[Information supplied]
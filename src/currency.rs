//! Monetary values with a recording date, notation and currency

use crate::dates::parse_date;
use crate::data::resolver::IndexSource;
use crate::error::{CucopyError, Result};
use crate::inflation;
use chrono::NaiveDate;
use hashbrown::HashMap;
use serde::{Deserialize, Serialize};
use std::fmt;
use std::sync::Arc;

/// Currency enumeration (ISO 4217 codes)
#[derive(Debug, Clone, Copy, PartialEq, Eq, Hash, Serialize, Deserialize)]
pub enum Currency {
    /// Euro
    EUR,
}

impl Currency {
    /// Get ISO 4217 code
    pub fn code(&self) -> &'static str {
        match self {
            Currency::EUR => "EUR",
        }
    }

    /// Get currency symbol
    pub fn symbol(&self) -> &'static str {
        match self {
            Currency::EUR => "€",
        }
    }

    /// Parse from ISO code
    pub fn from_code(code: &str) -> Result<Self> {
        match code.to_uppercase().as_str() {
            "EUR" => Ok(Currency::EUR),
            _ => Err(CucopyError::UnsupportedCurrency(code.to_string())),
        }
    }

    /// Get all supported currencies
    pub fn all() -> Vec<Currency> {
        vec![Currency::EUR]
    }
}

impl Default for Currency {
    fn default() -> Self {
        Currency::EUR
    }
}

impl fmt::Display for Currency {
    fn fmt(&self, f: &mut fmt::Formatter<'_>) -> fmt::Result {
        write!(f, "{}", self.code())
    }
}

/// Largest power of ten that is a finite `f64`
pub const MAX_NOTATION_POWER: u32 = f64::MAX_10_EXP as u32;

/// Scale of a value: `value * 10^power`
#[derive(Debug, Clone, PartialEq, Eq, Hash, Serialize, Deserialize)]
pub struct Notation {
    symbol: String,
    power: u32,
}

impl Notation {
    pub fn new(symbol: impl Into<String>, power: u32) -> Self {
        Self {
            symbol: symbol.into(),
            power,
        }
    }

    /// No scaling
    pub fn unit() -> Self {
        Self::new("", 0)
    }

    pub fn symbol(&self) -> &str {
        &self.symbol
    }

    pub fn power(&self) -> u32 {
        self.power
    }

    pub fn multiplier(&self) -> f64 {
        match i32::try_from(self.power) {
            Ok(power) => 10f64.powi(power),
            Err(_) => f64::INFINITY,
        }
    }
}

impl Default for Notation {
    fn default() -> Self {
        Self::unit()
    }
}

/// Caller-owned set of known notations, symbols unique.
///
/// Starts with `""`, `K`, `M`, `B` and `T`.
#[derive(Debug, Clone)]
pub struct NotationRegistry {
    notations: HashMap<String, Notation>,
}

impl NotationRegistry {
    pub fn new() -> Self {
        let mut notations = HashMap::new();
        for (symbol, power) in [("", 0), ("K", 3), ("M", 6), ("B", 9), ("T", 12)] {
            notations.insert(symbol.to_string(), Notation::new(symbol, power));
        }
        Self { notations }
    }

    /// Register a custom notation worth `10^power`
    pub fn register(&mut self, symbol: impl Into<String>, power: u32) -> Result<Notation> {
        let symbol = symbol.into();
        if self.notations.contains_key(&symbol) {
            return Err(CucopyError::DuplicateNotation(symbol));
        }
        if power > MAX_NOTATION_POWER {
            return Err(CucopyError::ConfigError(format!(
                "Notation '{}' power {} exceeds {}",
                symbol, power, MAX_NOTATION_POWER
            )));
        }
        let notation = Notation::new(symbol.clone(), power);
        self.notations.insert(symbol, notation.clone());
        Ok(notation)
    }

    pub fn get(&self, symbol: &str) -> Result<&Notation> {
        self.notations
            .get(symbol)
            .ok_or_else(|| CucopyError::UnsupportedNotation(symbol.to_string()))
    }

    pub fn contains(&self, symbol: &str) -> bool {
        self.notations.contains_key(symbol)
    }

    /// Symbols ordered by scale
    pub fn symbols(&self) -> Vec<&str> {
        let mut all: Vec<&Notation> = self.notations.values().collect();
        all.sort_by_key(|n| (n.power, n.symbol.clone()));
        all.into_iter().map(|n| n.symbol.as_str()).collect()
    }
}

impl Default for NotationRegistry {
    fn default() -> Self {
        Self::new()
    }
}

/// A value recorded at a date, to be adjusted to a target date.
///
/// ```
/// use rusty_cucopy::prelude::*;
/// use rusty_cucopy::data::{IndexTable, RegionRow, Period, Granularity};
/// use rusty_cucopy::config::Language;
/// use std::sync::Arc;
///
/// let mut table = IndexTable::new(Granularity::Monthly, Language::De);
/// table.insert_row(
///     RegionRow::new("A00000")
///         .with_value(Period::monthly(2006, 12), Some(88.3))
///         .with_value(Period::monthly(2021, 11), Some(110.5)),
/// );
///
/// let mut value = CurrencyValue::new("2006-12-01", 1_750_000.0).unwrap();
/// value.set_target_date("2021-11-01").unwrap();
/// value.attach_resolver(Arc::new(IndexResolver::new(table)));
///
/// let worth = value.equivalent_worth().unwrap();
/// assert!((worth - 2_189_977.35).abs() < 0.01);
/// ```
#[derive(Clone)]
pub struct CurrencyValue {
    recording_date: NaiveDate,
    value: f64,
    notation: Notation,
    currency: Currency,
    region: Option<String>,
    target_date: Option<NaiveDate>,
    resolver: Option<Arc<dyn IndexSource>>,
}

impl CurrencyValue {
    /// Value recorded at `recording_date` (`YYYY-MM-DD`), in euros, unscaled
    pub fn new(recording_date: &str, value: f64) -> Result<Self> {
        Ok(Self::at(parse_date(recording_date)?, value))
    }

    pub fn at(recording_date: NaiveDate, value: f64) -> Self {
        Self {
            recording_date,
            value,
            notation: Notation::unit(),
            currency: Currency::default(),
            region: None,
            target_date: None,
            resolver: None,
        }
    }

    /// Use a notation known to `registry`
    pub fn with_notation(mut self, symbol: &str, registry: &NotationRegistry) -> Result<Self> {
        self.notation = registry.get(symbol)?.clone();
        Ok(self)
    }

    pub fn with_currency(mut self, code: &str) -> Result<Self> {
        self.currency = Currency::from_code(code)?;
        Ok(self)
    }

    /// Region whose index values apply; defaults to the resolver's
    /// default region
    pub fn in_region(mut self, region: impl Into<String>) -> Self {
        self.region = Some(region.into());
        self
    }

    pub fn set_target_date(&mut self, date: &str) -> Result<()> {
        self.target_date = Some(parse_date(date)?);
        Ok(())
    }

    pub fn set_target(&mut self, date: NaiveDate) {
        self.target_date = Some(date);
    }

    /// Attach the index source used by the adjustments. Nothing is resolved yet.
    pub fn attach_resolver(&mut self, resolver: Arc<dyn IndexSource>) {
        self.resolver = Some(resolver);
    }

    pub fn recording_date(&self) -> NaiveDate {
        self.recording_date
    }

    pub fn target_date(&self) -> Option<NaiveDate> {
        self.target_date
    }

    pub fn value(&self) -> f64 {
        self.value
    }

    pub fn notation(&self) -> &Notation {
        &self.notation
    }

    pub fn currency(&self) -> Currency {
        self.currency
    }

    pub fn region(&self) -> Option<&str> {
        self.region.as_deref()
    }

    /// Value with its notation applied
    pub fn absolute_value(&self) -> f64 {
        self.value * self.notation.multiplier()
    }

    /// (recording index, target index)
    pub fn index_values(&self) -> Result<(f64, f64)> {
        let resolver = self.resolver.as_ref().ok_or(CucopyError::MissingResolver)?;
        let target_date = self.target_date.ok_or(CucopyError::MissingTargetDate)?;
        let region = match self.region.as_deref() {
            Some(region) => region,
            None => resolver.default_region().ok_or(CucopyError::MissingRegion)?,
        };

        let recording_index =
            inflation::positive_index(resolver.as_ref(), region, self.recording_date)?;
        let target_index = inflation::positive_index(resolver.as_ref(), region, target_date)?;
        Ok((recording_index, target_index))
    }

    /// Amount at the target date with the purchasing power this value had
    /// at its recording date, in the value's notation
    pub fn equivalent_worth(&self) -> Result<f64> {
        let (recording_index, target_index) = self.index_values()?;
        Ok(inflation::equivalent_worth(
            self.value,
            recording_index,
            target_index,
        ))
    }

    /// Purchasing power this value retains at the target date
    pub fn purchasing_power(&self) -> Result<f64> {
        let (recording_index, target_index) = self.index_values()?;
        Ok(inflation::purchasing_power(
            self.value,
            recording_index,
            target_index,
        ))
    }
}

impl fmt::Debug for CurrencyValue {
    fn fmt(&self, f: &mut fmt::Formatter<'_>) -> fmt::Result {
        f.debug_struct("CurrencyValue")
            .field("recording_date", &self.recording_date)
            .field("value", &self.value)
            .field("notation", &self.notation)
            .field("currency", &self.currency)
            .field("region", &self.region)
            .field("target_date", &self.target_date)
            .field("resolver", &self.resolver.is_some())
            .finish()
    }
}

impl fmt::Display for CurrencyValue {
    fn fmt(&self, f: &mut fmt::Formatter<'_>) -> fmt::Result {
        write!(
            f,
            "{}{}{} ({})",
            self.value,
            self.notation.symbol(),
            self.currency.symbol(),
            self.recording_date
        )
    }
}
#[cfg(test)]
mod tests {
    use super::*;
    use crate::config::Classification;
    use std::io::Write;
    use tempfile::NamedTempFile;

    const WORLD: &str = "\u{feff}\"Data Source\",\"World Development Indicators\",\n\
        \n\
        \"Last Updated Date\",\"2022-06-30\",\n\
        \n\
        \"Country Name\",\"Country Code\",\"Indicator Name\",\"Indicator Code\",\"2019\",\"2020\",\"2021\",\n\
        \"Germany\",\"DEU\",\"Consumer price index (2010 = 100)\",\"FP.CPI.TOTL\",\"112.9\",\"113.5\",\"117.1\",\n\
        \"Kosovo\",\"XKX\",\"Consumer price index (2010 = 100)\",\"FP.CPI.TOTL\",\"\",\"\",\"\",\n";

    const BUNDESBANK_DE: &str = ";BBDP1.M.DE.N.VPI.C.A00000.I15.A;BBK_STD_FLAGS\n\
        Einheit;2015 = 100;\n\
        Dimension;Eins;\n\
        2006-11;88,1;\n\
        2006-12;88,3;\n\
        2007-01;.;Kein Wert vorhanden\n";

    #[test]
    fn test_load_wide() {
        let table = TableSource::world(4).load_from_str(WORLD).unwrap();
        assert_eq!(table.len(), 2);
        assert_eq!(table.granularity(), Granularity::Annual);

        let deu = table.row("DEU").unwrap();
        assert_eq!(deu.name(), Some("Germany"));
        assert_eq!(deu.value(Period::annual(2020)), Some(113.5));
        assert_eq!(deu.earliest(), Some(Period::annual(2019)));
        assert_eq!(deu.latest(), Some(Period::annual(2021)));

        let xkx = table.row("XKX").unwrap();
        assert_eq!(xkx.value(Period::annual(2020)), None);
        assert_eq!(xkx.earliest(), None);
        assert_eq!(xkx.latest(), None);
        assert_eq!(table.regions().collect::<Vec<_>>(), vec!["DEU", "XKX"]);
    }

    #[test]
    fn test_load_wide_missing_region_column() {
        let result = TableSource::world(0).load_from_str("\"Name\",\"2020\"\n\"x\",\"1\"\n");
        assert!(matches!(result, Err(CucopyError::DataSource(msg)) if msg.contains("Country Code")));
    }

    #[test]
    fn test_load_wide_without_header() {
        let result = TableSource::world(4).load_from_str("a\nb\n");
        assert!(matches!(result, Err(CucopyError::DataSource(_))));
    }

    #[test]
    fn test_load_wide_without_periods() {
        let result = TableSource::world(0).load_from_str("Country Code,Note\nDEU,x\n");
        assert!(matches!(result, Err(CucopyError::DataSource(msg)) if msg.contains("period")));
    }

    #[test]
    fn test_load_wide_mixed_periods() {
        let result =
            TableSource::world(0).load_from_str("Country Code,2019,2019-05\nDEU,112.9,113.1\n");
        assert!(matches!(result, Err(CucopyError::DataSource(msg)) if msg.contains("Mixed")));
    }

    #[test]
    fn test_load_series_mixed_periods() {
        let parser = ParserConfig::default();
        let result = TableSource::series(&parser)
            .load_from_str(";BBDP1.M.DE.N.VPI.C.A00000.I15.A;\n2019;112,9;\n2019-05;113,1;\n");
        assert!(matches!(result, Err(CucopyError::DataSource(msg)) if msg.contains("Mixed")));
    }

    #[test]
    fn test_load_series_german() {
        let parser = ParserConfig::default();
        let table = TableSource::series(&parser).load_from_str(BUNDESBANK_DE).unwrap();

        assert_eq!(table.granularity(), Granularity::Monthly);
        assert_eq!(table.default_region(), Some("A00000"));
        let row = table.row("A00000").unwrap();
        assert_eq!(row.value(Period::monthly(2006, 12)), Some(88.3));
        assert_eq!(row.value(Period::monthly(2007, 1)), None);
        assert_eq!(row.latest(), Some(Period::monthly(2006, 12)));
    }

    #[test]
    fn test_load_series_english() {
        let parser = ParserConfig::for_language(Language::En, Classification::Energy);
        let contents = ",BBDP1.M.DE.N.VPI.C.NRGY00.I15.A,BBK_STD_FLAGS\n\
            unit,2015 = 100,\n\
            2021-11,\"1,110.5\",\n";
        let table = TableSource::series(&parser).load_from_str(contents).unwrap();
        let row = table.row("NRGY00").unwrap();
        assert_eq!(row.value(Period::monthly(2021, 11)), Some(1110.5));
    }

    #[test]
    fn test_load_series_without_periods() {
        let parser = ParserConfig::default();
        let result = TableSource::series(&parser).load_from_str(";header\nEinheit;2015 = 100\n");
        assert!(matches!(result, Err(CucopyError::DataSource(_))));
    }

    #[test]
    fn test_load_series_single_column() {
        let parser = ParserConfig::default();
        let result = TableSource::series(&parser).load_from_str("header\n2006-12\n");
        assert!(matches!(result, Err(CucopyError::DataSource(_))));
    }

    #[test]
    fn test_load_missing_file() {
        let result = TableSource::world(4).load(Path::new("/nonexistent/table.csv"));
        assert!(matches!(result, Err(CucopyError::DataSource(_))));
    }

    #[test]
    fn test_load_from_path() {
        let mut file = NamedTempFile::new().unwrap();
        write!(file, "{}", WORLD).unwrap();
        file.flush().unwrap();

        let table = TableSource::world(4).load(file.path()).unwrap();
        assert_eq!(table.span(), Some((Period::annual(2019), Period::annual(2021))));
    }

    #[test]
    fn test_inline_succession_columns() {
        let contents = "Country Code,New Country Code,Yielded,1998,1999\n\
            DEU,EMU,1999,1.97,\n\
            EMU,,,,0.94\n";
        let table = TableSource::world(0).load_from_str(contents).unwrap();
        let succession = table.row("DEU").unwrap().successor().unwrap();
        assert_eq!(succession.successor(), "EMU");
        assert_eq!(succession.since_year(), 1999);
        assert!(table.row("EMU").unwrap().successor().is_none());
    }
}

[Exercise goal] Restate word for word only the lines above from the line containing "self.target_date = Some(parse_date(date)?);" to the line containing "pub fn region(&self)", both of them included.

[The answer]
        self.target_date = Some(parse_date(date)?);
        Ok(())
    }

    pub fn set_target(&mut self, date: NaiveDate) {
        self.target_date = Some(date);
    }

    /// Attach the index source used by the adjustments. Nothing is resolved yet.
    pub fn attach_resolver(&mut self, resolver: Arc<dyn IndexSource>) {
        self.resolver = Some(resolver);
    }

    pub fn recording_date(&self) -> NaiveDate {
        self.recording_date
    }

    pub fn target_date(&self) -> Option<NaiveDate> {
        self.target_date
    }

    pub fn value(&self) -> f64 {
        self.value
    }

    pub fn notation(&self) -> &Notation {
        &self.notation
    }

    pub fn currency(&self) -> Currency {
        self.currency
    }

    pub fn region(&self) -> Option<&str> {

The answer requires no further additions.